(Problem description)
Every record must be written out once more, with nothing added or omitted.

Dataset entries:

Segment Open

use serde_json::{Map, Value};
use tracing::warn;

/// JSON body of a push message. Every field is optional.
///
/// `{ title?, body?, url?, sound?, vibration? }`
#[derive(Debug, Clone, Default, PartialEq, Eq)]
pub struct PushPayload {
  pub title: Option<String>,
  pub body: Option<String>,
  pub url: Option<String>,
  /// Sound identifier, e.g. "chime1"
  pub sound: Option<String>,
  pub vibration: Option<bool>,
}

impl PushPayload {
  /// Parse push message data.
  ///
  /// Never fails: a missing, empty or non-object payload yields the empty
  /// payload. Fields are read one by one, so a field of the wrong type is
  /// dropped on its own and its siblings survive.
  pub fn parse(data: Option<&[u8]>) -> Self {
    let bytes = match data {
      Some(bytes) if !bytes.iter().all(u8::is_ascii_whitespace) => bytes,
      _ => return Self::default(),
    };

    let fields = match serde_json::from_slice::<Value>(bytes) {
      Ok(Value::Object(fields)) => fields,
      Ok(other) => {
        warn!(kind = json_kind(&other), "Ignoring push payload that is not an object");
        return Self::default();
      }
      Err(e) => {
        warn!(error = %e, "Ignoring malformed push payload");
        return Self::default();
      }
    };

    Self {
      title: string_field(&fields, "title"),
      body: string_field(&fields, "body"),
      url: string_field(&fields, "url"),
      sound: string_field(&fields, "sound"),
      vibration: fields.get("vibration").map(is_truthy),
    }
  }

  pub fn wants_vibration(&self) -> bool {
    self.vibration.unwrap_or(false)
  }
}

fn string_field(fields: &Map<String, Value>, name: &str) -> Option<String> {
  match fields.get(name)? {
    Value::String(s) => Some(s.clone()),
    Value::Null => None,
    other => {
      warn!(field = name, kind = json_kind(other), "Ignoring push payload field of the wrong type");
      None
    }
  }
}

/// `vibration` is a flag; any truthy JSON value turns it on.
fn is_truthy(value: &Value) -> bool {
  match value {
    Value::Null => false,
    Value::Bool(b) => *b,
    Value::Number(n) => n.as_f64().is_some_and(|n| n != 0.0 && !n.is_nan()),
    Value::String(s) => !s.is_empty(),
    Value::Array(_) | Value::Object(_) => true,
  }
}

fn json_kind(value: &Value) -> &'static str {
  match value {
    Value::Null => "null",
    Value::Bool(_) => "boolean",
    Value::Number(_) => "number",
    Value::String(_) => "string",
    Value::Array(_) => "array",
    Value::Object(_) => "object",
  }
}
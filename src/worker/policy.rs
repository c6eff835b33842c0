//! Which requests the cache manager intercepts.

use std::fmt;

use reqwest::Method;
use url::Origin;

use super::request::{Destination, Request};

/// Why a request was left to the network.
#[derive(Debug, Clone, Copy, PartialEq, Eq)]
pub enum Bypass {
  /// Anything other than GET
  Method,
  /// Protocol upgrade (WebSocket handshake)
  Upgrade,
  /// Not a style, script, font or image
  Destination(Destination),
  /// Cross-origin or CDN request; opaque responses must not enter the cache
  CrossOrigin,
}

impl fmt::Display for Bypass {
  fn fmt(&self, f: &mut fmt::Formatter<'_>) -> fmt::Result {
    match self {
      Bypass::Method => write!(f, "non-GET method"),
      Bypass::Upgrade => write!(f, "protocol upgrade"),
      Bypass::Destination(d) => write!(f, "destination {:?} is not a static asset", d),
      Bypass::CrossOrigin => write!(f, "cross-origin request"),
    }
  }
}

/// Check a request against the interception policy.
///
/// Returns `None` when the request should be served stale-while-revalidate,
/// or the first rule that rejected it.
pub fn bypass_reason(request: &Request, origin: &Origin) -> Option<Bypass> {
  if request.method != Method::GET {
    return Some(Bypass::Method);
  }

  if request.header("upgrade").is_some() {
    return Some(Bypass::Upgrade);
  }

  if !request.destination.is_static_asset() {
    return Some(Bypass::Destination(request.destination));
  }

  if &request.url.origin() != origin {
    return Some(Bypass::CrossOrigin);
  }

  None
}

Segment Closed

(Response area)
use serde_json::{Map, Value};
use tracing::warn;

/// JSON body of a push message. Every field is optional.
///
/// `{ title?, body?, url?, sound?, vibration? }`
#[derive(Debug, Clone, Default, PartialEq, Eq)]
pub struct PushPayload {
  pub title: Option<String>,
  pub body: Option<String>,
  pub url: Option<String>,
  /// Sound identifier, e.g. "chime1"
  pub sound: Option<String>,
  pub vibration: Option<bool>,
}

impl PushPayload {
  /// Parse push message data.
  ///
  /// Never fails: a missing, empty or non-object payload yields the empty
  /// payload. Fields are read one by one, so a field of the wrong type is
  /// dropped on its own and its siblings survive.
  pub fn parse(data: Option<&[u8]>) -> Self {
    let bytes = match data {
      Some(bytes) if !bytes.iter().all(u8::is_ascii_whitespace) => bytes,
      _ => return Self::default(),
    };

    let fields = match serde_json::from_slice::<Value>(bytes) {
      Ok(Value::Object(fields)) => fields,
      Ok(other) => {
        warn!(kind = json_kind(&other), "Ignoring push payload that is not an object");
        return Self::default();
      }
      Err(e) => {
        warn!(error = %e, "Ignoring malformed push payload");
        return Self::default();
      }
    };

    Self {
      title: string_field(&fields, "title"),
      body: string_field(&fields, "body"),
      url: string_field(&fields, "url"),
      sound: string_field(&fields, "sound"),
      vibration: fields.get("vibration").map(is_truthy),
    }
  }

  pub fn wants_vibration(&self) -> bool {
    self.vibration.unwrap_or(false)
  }
}

fn string_field(fields: &Map<String, Value>, name: &str) -> Option<String> {
  match fields.get(name)? {
    Value::String(s) => Some(s.clone()),
    Value::Null => None,
    other => {
      warn!(field = name, kind = json_kind(other), "Ignoring push payload field of the wrong type");
      None
    }
  }
}

/// `vibration` is a flag; any truthy JSON value turns it on.
fn is_truthy(value: &Value) -> bool {
  match value {
    Value::Null => false,
    Value::Bool(b) => *b,
    Value::Number(n) => n.as_f64().is_some_and(|n| n != 0.0 && !n.is_nan()),
    Value::String(s) => !s.is_empty(),
    Value::Array(_) | Value::Object(_) => true,
  }
}

fn json_kind(value: &Value) -> &'static str {
  match value {
    Value::Null => "null",
    Value::Bool(_) => "boolean",
    Value::Number(_) => "number",
    Value::String(_) => "string",
    Value::Array(_) => "array",
    Value::Object(_) => "object",
  }
}
filename src/worker/policy.rs
repository c6eff835b33842c0
//! Which requests the cache manager intercepts.

use std::fmt;

use reqwest::Method;
use url::Origin;

use super::request::{Destination, Request};

/// Why a request was left to the network.
#[derive(Debug, Clone, Copy, PartialEq, Eq)]
pub enum Bypass {
  /// Anything other than GET
  Method,
  /// Protocol upgrade (WebSocket handshake)
  Upgrade,
  /// Not a style, script, font or image
  Destination(Destination),
  /// Cross-origin or CDN request; opaque responses must not enter the cache
  CrossOrigin,
}

impl fmt::Display for Bypass {
  fn fmt(&self, f: &mut fmt::Formatter<'_>) -> fmt::Result {
    match self {
      Bypass::Method => write!(f, "non-GET method"),
      Bypass::Upgrade => write!(f, "protocol upgrade"),
      Bypass::Destination(d) => write!(f, "destination {:?} is not a static asset", d),
      Bypass::CrossOrigin => write!(f, "cross-origin request"),
    }
  }
}

/// Check a request against the interception policy.
///
/// Returns `None` when the request should be served stale-while-revalidate,
/// or the first rule that rejected it.
pub fn bypass_reason(request: &Request, origin: &Origin) -> Option<Bypass> {
  if request.method != Method::GET {
    return Some(Bypass::Method);
  }

  if request.header("upgrade").is_some() {
    return Some(Bypass::Upgrade);
  }

  if !request.destination.is_static_asset() {
    return Some(Bypass::Destination(request.destination));
  }

  if &request.url.origin() != origin {
    return Some(Bypass::CrossOrigin);
  }

  None
}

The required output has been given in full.